It isn't weird if you know how strange the alcohol laws can be across North
America, including Canada. Shipping alcohol from one state (or province, in my
case) to another isn't always possible.

------
tempguy9999
"a drink that spoke more unfathomably to the deeps of the British soul than to
that of other races"

Quite fathomable, we're a bunch of alcoholics (only partly joking).

#6 in this list of 33 countries (2015)

[https://en.wikipedia.org/wiki/List_of_countries_by_alcohol_c...](https://en.wikipedia.org/wiki/List_of_countries_by_alcohol_consumption_per_capita#2015_WHO_data_for_OECD_%28Organisation_for_Economic_Co-
operation_and_Development%29_countries)

#25 in this list of 191 (2010 figures)

[https://en.wikipedia.org/wiki/List_of_countries_by_alcohol_c...](https://en.wikipedia.org/wiki/List_of_countries_by_alcohol_consumption_per_capita#2010_WHO_data)

Nothing against booze (certainly not allergic to a G&T either) but we can go a
bit OTT with it.

------
TheGallopedHigh
BBC’s In our time podcast has a fascinating show on the Gin Crazy, paneled by
3 experts:
[https://www.bbc.co.uk/programmes/b084zk6z](https://www.bbc.co.uk/programmes/b084zk6z)

------
bytematic
Gin and bourbon are my desert island spirits.
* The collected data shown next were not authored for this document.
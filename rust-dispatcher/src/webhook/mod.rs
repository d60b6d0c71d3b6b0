//! Outbound webhook signing.
//!
//! Platforms that configure a signing key receive an HMAC-SHA256 signature
//! with each delivery so they can authenticate the dispatcher.

pub mod signature;

pub use signature::{compute_signature, signature_headers, SIGNATURE_HEADER, TIMESTAMP_HEADER};
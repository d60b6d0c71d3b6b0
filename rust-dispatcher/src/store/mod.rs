//! State stores for the publish queue and status book.
//!
//! Persistence sits behind the small `StateStore` trait so the dispatch pass
//! can run against flat JSON files in production and an in-memory store in
//! tests. Each run loads both stores, mutates them in memory, and writes
//! them back at the end.

mod json_file;
mod memory;
mod types;

pub mod intake;

use std::path::PathBuf;

use thiserror::Error;

pub use json_file::JsonFileStore;
pub use memory::MemoryStore;
pub use types::{
    DeliveryStatus, PlatformState, PostStatus, QueueEntry, StatusBook, QUEUE_FILE, STATUS_FILE,
};

/// Errors from loading or persisting the state files.
///
/// A malformed store file is fatal to the run; a missing file is not (it
/// loads as an empty store).
#[derive(Debug, Error)]
pub enum StoreError {
    #[error("failed to access {path}: {source}")]
    Io {
        path: PathBuf,
        #[source]
        source: std::io::Error,
    },

    #[error("malformed state file {path}: {source}")]
    Malformed {
        path: PathBuf,
        #[source]
        source: serde_json::Error,
    },
}

/// Storage interface for the two stores.
pub trait StateStore: Send + Sync {
    /// Load the queue and status book. Missing backing files load as empty.
    fn load(&self) -> Result<(Vec<QueueEntry>, StatusBook), StoreError>;

    /// Persist both stores, replacing previous contents.
    fn persist(&self, queue: &[QueueEntry], status: &StatusBook) -> Result<(), StoreError>;
}
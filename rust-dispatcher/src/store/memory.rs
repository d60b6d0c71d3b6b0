//! In-memory state store, substituted for the flat files in tests.

use std::sync::Mutex;

use super::types::{QueueEntry, StatusBook};
use super::{StateStore, StoreError};

/// Mutex-guarded in-memory store.
#[derive(Debug, Default)]
pub struct MemoryStore {
    state: Mutex<(Vec<QueueEntry>, StatusBook)>,
}

impl MemoryStore {
    pub fn new() -> Self {
        Self::default()
    }

    /// Store seeded with an initial queue and status book.
    pub fn with_state(queue: Vec<QueueEntry>, status: StatusBook) -> Self {
        Self {
            state: Mutex::new((queue, status)),
        }
    }

    /// Current contents, for assertions.
    pub fn snapshot(&self) -> (Vec<QueueEntry>, StatusBook) {
        self.state.lock().expect("state lock poisoned").clone()
    }
}

impl StateStore for MemoryStore {
    fn load(&self) -> Result<(Vec<QueueEntry>, StatusBook), StoreError> {
        Ok(self.snapshot())
    }

    fn persist(&self, queue: &[QueueEntry], status: &StatusBook) -> Result<(), StoreError> {
        let mut state = self.state.lock().expect("state lock poisoned");
        *state = (queue.to_vec(), status.clone());
        Ok(())
    }
}
//! On-disk data model for the two state stores.
//!
//! This module defines the shapes of:
//! - `publish_queue.json`: array of posts awaiting distribution
//! - `publish_status.json`: per-post, per-platform delivery status

use std::collections::BTreeMap;

use serde::{Deserialize, Serialize};

/// File name of the queue store inside the state directory.
pub const QUEUE_FILE: &str = "publish_queue.json";

/// File name of the status store inside the state directory.
pub const STATUS_FILE: &str = "publish_status.json";

// =============================================================================
// Queue store (publish_queue.json)
// =============================================================================

/// A post awaiting distribution. The URL is the unique key.
#[derive(Debug, Clone, PartialEq, Eq, Serialize, Deserialize)]
pub struct QueueEntry {
    /// Post title
    #[serde(default)]
    pub title: String,

    /// Canonical post URL
    pub url: String,

    /// Originating feed or section label
    #[serde(default)]
    pub source: String,

    /// Publish date (YYYY-MM-DD), used for queue ordering
    #[serde(default)]
    pub date: String,

    /// Markdown file name under the posts directory
    #[serde(default)]
    pub file: String,

    /// When the entry entered the queue
    #[serde(default)]
    pub queued_at: String,
}

// =============================================================================
// Status store (publish_status.json)
// =============================================================================

/// Delivery status of one (post, platform) pair.
#[derive(Debug, Clone, Copy, PartialEq, Eq, Serialize, Deserialize)]
#[serde(rename_all = "lowercase")]
pub enum DeliveryStatus {
    /// Awaiting delivery, or deferred after a failed attempt
    Queued,
    /// Successfully delivered to the platform webhook
    Delivered,
    /// Permanently failed; never re-attempted
    Failed,
}

impl DeliveryStatus {
    /// Terminal pairs are never re-attempted.
    pub fn is_terminal(self) -> bool {
        matches!(self, DeliveryStatus::Delivered | DeliveryStatus::Failed)
    }
}

/// Per-platform slot inside a post's status record.
#[derive(Debug, Clone, PartialEq, Eq, Serialize, Deserialize)]
pub struct PlatformState {
    pub status: DeliveryStatus,

    /// Timestamp of the most recent delivery attempt, empty before the first
    #[serde(default)]
    pub last_attempt_at: String,

    /// Human-readable note about the last attempt or deferral
    #[serde(default)]
    pub message: String,
}

impl PlatformState {
    /// Fresh slot for a pair that has not been attempted yet.
    pub fn queued(message: impl Into<String>) -> Self {
        Self {
            status: DeliveryStatus::Queued,
            last_attempt_at: String::new(),
            message: message.into(),
        }
    }
}

/// Delivery record for one post across all platforms.
#[derive(Debug, Clone, PartialEq, Eq, Serialize, Deserialize)]
pub struct PostStatus {
    #[serde(default)]
    pub title: String,

    #[serde(default)]
    pub source: String,

    #[serde(default)]
    pub date: String,

    #[serde(default)]
    pub file: String,

    /// Platform name -> delivery slot
    #[serde(default)]
    pub platforms: BTreeMap<String, PlatformState>,

    #[serde(default)]
    pub created_at: String,
}

impl PostStatus {
    /// Record skeleton for a queue entry seen for the first time.
    pub fn from_entry(entry: &QueueEntry, now: &str) -> Self {
        Self {
            title: entry.title.clone(),
            source: entry.source.clone(),
            date: entry.date.clone(),
            file: entry.file.clone(),
            platforms: BTreeMap::new(),
            created_at: now.to_string(),
        }
    }
}

/// On-disk shape of `publish_status.json`.
///
/// Maps are ordered so the file serializes deterministically.
#[derive(Debug, Clone, Default, PartialEq, Eq, Serialize, Deserialize)]
pub struct StatusBook {
    /// Post URL -> per-platform status record
    #[serde(default)]
    pub items: BTreeMap<String, PostStatus>,

    /// Timestamp of the last persisted pass
    #[serde(default)]
    pub updated_at: String,
}
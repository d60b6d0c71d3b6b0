//! CrossPost - publish webhook distribution system.
//!
//! This library provides shared modules for the three CrossPost binaries:
//! - `crosspost-dispatcher`: Batch dispatcher that delivers queued posts
//! - `crosspost-enqueue`: Queue intake for newly published posts
//! - `crosspost-pending`: Report of pairs still awaiting delivery
//!
//! ## Architecture
//!
//! ```text
//! publish_queue.json ─┐
//!                     ├─→ Dispatcher pass ─→ platform webhooks
//! publish_status.json ┘          ↓
//!                        both stores written back
//! ```

pub mod config;
pub mod content;
pub mod dispatch;
pub mod store;
pub mod util;
pub mod webhook;

// Re-export commonly used types
pub use config::{Config, PlatformConfig};
pub use dispatch::{pending_tasks, run_pass, PassSummary, PendingTask, PublishPayload};
pub use store::{
    DeliveryStatus, JsonFileStore, MemoryStore, PlatformState, PostStatus, QueueEntry,
    StateStore, StatusBook, StoreError,
};
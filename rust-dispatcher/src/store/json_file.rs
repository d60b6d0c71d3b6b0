//! Flat-file JSON implementation of the state store.

use std::fs;
use std::path::{Path, PathBuf};

use serde::de::DeserializeOwned;
use serde::Serialize;
use tracing::info;

use super::types::{QueueEntry, StatusBook, QUEUE_FILE, STATUS_FILE};
use super::{StateStore, StoreError};

/// State store backed by `publish_queue.json` and `publish_status.json`
/// inside a state directory.
#[derive(Debug, Clone)]
pub struct JsonFileStore {
    dir: PathBuf,
}

impl JsonFileStore {
    pub fn new(dir: impl Into<PathBuf>) -> Self {
        Self { dir: dir.into() }
    }

    /// Path of the queue store file.
    pub fn queue_path(&self) -> PathBuf {
        self.dir.join(QUEUE_FILE)
    }

    /// Path of the status store file.
    pub fn status_path(&self) -> PathBuf {
        self.dir.join(STATUS_FILE)
    }
}

/// Read a JSON file, treating a missing file as the default value and a
/// malformed file as a fatal error.
fn read_json<T: DeserializeOwned + Default>(path: &Path) -> Result<T, StoreError> {
    let raw = match fs::read_to_string(path) {
        Ok(raw) => raw,
        Err(e) if e.kind() == std::io::ErrorKind::NotFound => return Ok(T::default()),
        Err(e) => {
            return Err(StoreError::Io {
                path: path.to_path_buf(),
                source: e,
            })
        }
    };

    serde_json::from_str(&raw).map_err(|e| StoreError::Malformed {
        path: path.to_path_buf(),
        source: e,
    })
}

/// Write pretty JSON via a temp file and rename so a crashed run never
/// leaves a half-written store behind.
fn write_json<T: Serialize>(path: &Path, value: &T) -> Result<(), StoreError> {
    let body = serde_json::to_string_pretty(value).map_err(|e| StoreError::Malformed {
        path: path.to_path_buf(),
        source: e,
    })?;

    let tmp = path.with_extension("json.tmp");
    fs::write(&tmp, body.as_bytes())
        .and_then(|_| fs::rename(&tmp, path))
        .map_err(|e| StoreError::Io {
            path: path.to_path_buf(),
            source: e,
        })
}

impl StateStore for JsonFileStore {
    fn load(&self) -> Result<(Vec<QueueEntry>, StatusBook), StoreError> {
        let queue: Vec<QueueEntry> = read_json(&self.queue_path())?;
        let status: StatusBook = read_json(&self.status_path())?;
        Ok((queue, status))
    }

    fn persist(&self, queue: &[QueueEntry], status: &StatusBook) -> Result<(), StoreError> {
        fs::create_dir_all(&self.dir).map_err(|e| StoreError::Io {
            path: self.dir.clone(),
            source: e,
        })?;

        write_json(&self.queue_path(), &queue)?;
        write_json(&self.status_path(), status)?;

        info!(
            queue_path = %self.queue_path().display(),
            status_path = %self.status_path().display(),
            queued = queue.len(),
            tracked = status.items.len(),
            "state_persisted"
        );

        Ok(())
    }
}

#[cfg(test)]
mod tests {
    use super::super::types::{DeliveryStatus, PlatformState, PostStatus};
    use super::*;

    fn temp_store(tag: &str) -> JsonFileStore {
        let dir = std::env::temp_dir().join(format!(
            "crosspost-store-{}-{}",
            tag,
            std::process::id()
        ));
        let _ = fs::remove_dir_all(&dir);
        JsonFileStore::new(dir)
    }

    fn sample_state() -> (Vec<QueueEntry>, StatusBook) {
        let entry = QueueEntry {
            title: "A Post".to_string(),
            url: "https://example.test/posts/a/".to_string(),
            source: "weekly".to_string(),
            date: "2024-05-01".to_string(),
            file: "2024-05-01-a.md".to_string(),
            queued_at: "2024-05-01T10:00:00Z".to_string(),
        };

        let mut record = PostStatus::from_entry(&entry, "2024-05-01T10:00:00Z");
        record.platforms.insert(
            "baijiahao".to_string(),
            PlatformState {
                status: DeliveryStatus::Delivered,
                last_attempt_at: "2024-05-01T11:00:00Z".to_string(),
                message: "delivered (HTTP 200)".to_string(),
            },
        );
        record
            .platforms
            .insert("toutiao".to_string(), PlatformState::queued("awaiting first delivery attempt"));

        let mut status = StatusBook::default();
        status.items.insert(entry.url.clone(), record);
        status.updated_at = "2024-05-01T11:00:00Z".to_string();

        (vec![entry], status)
    }

    #[test]
    fn test_load_missing_files_defaults() {
        let store = temp_store("missing");
        let (queue, status) = store.load().unwrap();
        assert!(queue.is_empty());
        assert_eq!(status, StatusBook::default());
    }

    #[test]
    fn test_round_trip() {
        let store = temp_store("roundtrip");
        let (queue, status) = sample_state();

        store.persist(&queue, &status).unwrap();
        let (loaded_queue, loaded_status) = store.load().unwrap();

        assert_eq!(loaded_queue, queue);
        assert_eq!(loaded_status, status);
    }

    #[test]
    fn test_persist_overwrites() {
        let store = temp_store("overwrite");
        let (queue, status) = sample_state();

        store.persist(&queue, &status).unwrap();
        store.persist(&[], &StatusBook::default()).unwrap();

        let (loaded_queue, loaded_status) = store.load().unwrap();
        assert!(loaded_queue.is_empty());
        assert_eq!(loaded_status, StatusBook::default());
    }

    #[test]
    fn test_malformed_queue_is_fatal() {
        let store = temp_store("malformed");
        fs::create_dir_all(store.queue_path().parent().unwrap()).unwrap();
        fs::write(store.queue_path(), "not json").unwrap();

        match store.load() {
            Err(StoreError::Malformed { path, .. }) => {
                assert_eq!(path, store.queue_path());
            }
            other => panic!("expected malformed error, got {:?}", other.map(|_| ())),
        }
    }
}
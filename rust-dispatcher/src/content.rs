//! Post body excerpting for webhook payloads.
//!
//! Platforms receive a plain-text excerpt of the post rather than the raw
//! Hugo markdown: front matter is stripped, embedded HTML flattened to text,
//! and the body capped to its first lines with a link back to the original.

use std::path::Path;

use scraper::Html;
use tracing::debug;

use crate::store::QueueEntry;

/// Maximum number of non-empty body lines included in an excerpt.
const EXCERPT_LINES: usize = 24;

/// Build the delivery body for a queue entry.
///
/// Falls back to the title and post link when the markdown file is missing
/// or unreadable.
pub fn build_body(posts_dir: &Path, entry: &QueueEntry) -> String {
    let file = entry.file.trim();
    if file.is_empty() {
        return fallback_body(entry);
    }

    let path = posts_dir.join(file);
    let raw = match std::fs::read_to_string(&path) {
        Ok(raw) => raw,
        Err(e) => {
            debug!(path = %path.display(), error = %e, "post_file_unreadable");
            return fallback_body(entry);
        }
    };

    let body = html_to_plain(strip_front_matter(&raw));

    let excerpt: Vec<&str> = body
        .lines()
        .map(str::trim)
        .filter(|line| !line.is_empty())
        .take(EXCERPT_LINES)
        .collect();

    format!("{}\n\nOriginal post: {}", excerpt.join("\n"), entry.url)
}

fn fallback_body(entry: &QueueEntry) -> String {
    format!("{}\n\nOriginal post: {}", entry.title, entry.url)
}

/// Drop a leading `---`-delimited front matter block.
pub fn strip_front_matter(text: &str) -> &str {
    if text.starts_with("---") {
        let parts: Vec<&str> = text.splitn(3, "---").collect();
        if parts.len() == 3 {
            return parts[2].trim();
        }
    }
    text.trim()
}

/// Flatten an HTML-bearing markdown body to plain text.
///
/// `<br>` variants become newlines, all other tags are dropped, and runs of
/// three or more newlines collapse to a blank line.
pub fn html_to_plain(text: &str) -> String {
    let normalized = text
        .replace("<br />", "\n")
        .replace("<br/>", "\n")
        .replace("<br>", "\n");

    let fragment = Html::parse_fragment(&normalized);
    let mut plain: String = fragment.root_element().text().collect();

    while plain.contains("\n\n\n") {
        plain = plain.replace("\n\n\n", "\n\n");
    }

    plain.trim().to_string()
}
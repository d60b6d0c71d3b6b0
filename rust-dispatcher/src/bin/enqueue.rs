//! CrossPost Enqueue - queue intake for newly published posts.
//!
//! Reads a JSON array of post entries, merges them into the publish queue
//! by URL, and seeds queued status slots for every configured platform so
//! the next dispatcher pass picks the posts up.

use anyhow::{bail, Context, Result};
use tracing::info;
use tracing_subscriber::{fmt, layer::SubscriberExt, util::SubscriberInitExt, EnvFilter};

use crosspost::store::intake;
use crosspost::util::time::utc_timestamp;
use crosspost::{Config, JsonFileStore, QueueEntry, StateStore};

fn main() -> Result<()> {
    let filter = EnvFilter::try_from_default_env().unwrap_or_else(|_| EnvFilter::new("info"));

    tracing_subscriber::registry()
        .with(filter)
        .with(fmt::layer().json().flatten_event(true))
        .init();

    let Some(path) = std::env::args().nth(1) else {
        bail!("usage: crosspost-enqueue <new-posts.json>");
    };

    let config = Config::from_env();
    let store = JsonFileStore::new(config.state_dir.clone());

    let raw =
        std::fs::read_to_string(&path).with_context(|| format!("Failed to read {}", path))?;
    let incoming: Vec<QueueEntry> =
        serde_json::from_str(&raw).with_context(|| format!("Failed to parse {}", path))?;

    let (queue, mut status) = store.load()?;
    let now = utc_timestamp();

    let incoming_count = incoming.len();
    let queue = intake::merge_queue(queue, incoming, &now);
    let seeded = intake::seed_status(&queue, &mut status.items, &config.platforms, &now);
    status.updated_at = now;

    store.persist(&queue, &status)?;

    info!(
        incoming = incoming_count,
        queued = queue.len(),
        new_slots = seeded,
        "enqueue_complete"
    );

    Ok(())
}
I love how they are surging into
the cocktail space and you can find both gin and whiskey exclusive bars all
over (in wisconsin at least!). Lots are starting to barrel rest their gins
which give it an oaky flavor reminiscent of whiskey. Monkey 47 is a favorite
of mine which I drink straight, maybe with an ice cube. But some local gins
here in Madison, WI do a really great job as well. Look out for "bartenders"
edition gins from england, which generally are kicked up versions.

------
Jedd
Regrettably I only properly discovered gin - via a Negroni - about 8 years
ago.

Curiously TFA didn't dwell on advances & experiments in Australia,
particularly the southern states, such as Tasmania, where there's been a some
tremendous examples of the art.

Shene Poltergeist gin would bring into the fold even the most vehemently
anti-g&t drinker. (Though mixing that with tonic would be a ghastly waste.)

Ophir (UK), St George Terroir (US), or Gin Mare (ES) are great places to start
if you've historically just spurned the idea of gin.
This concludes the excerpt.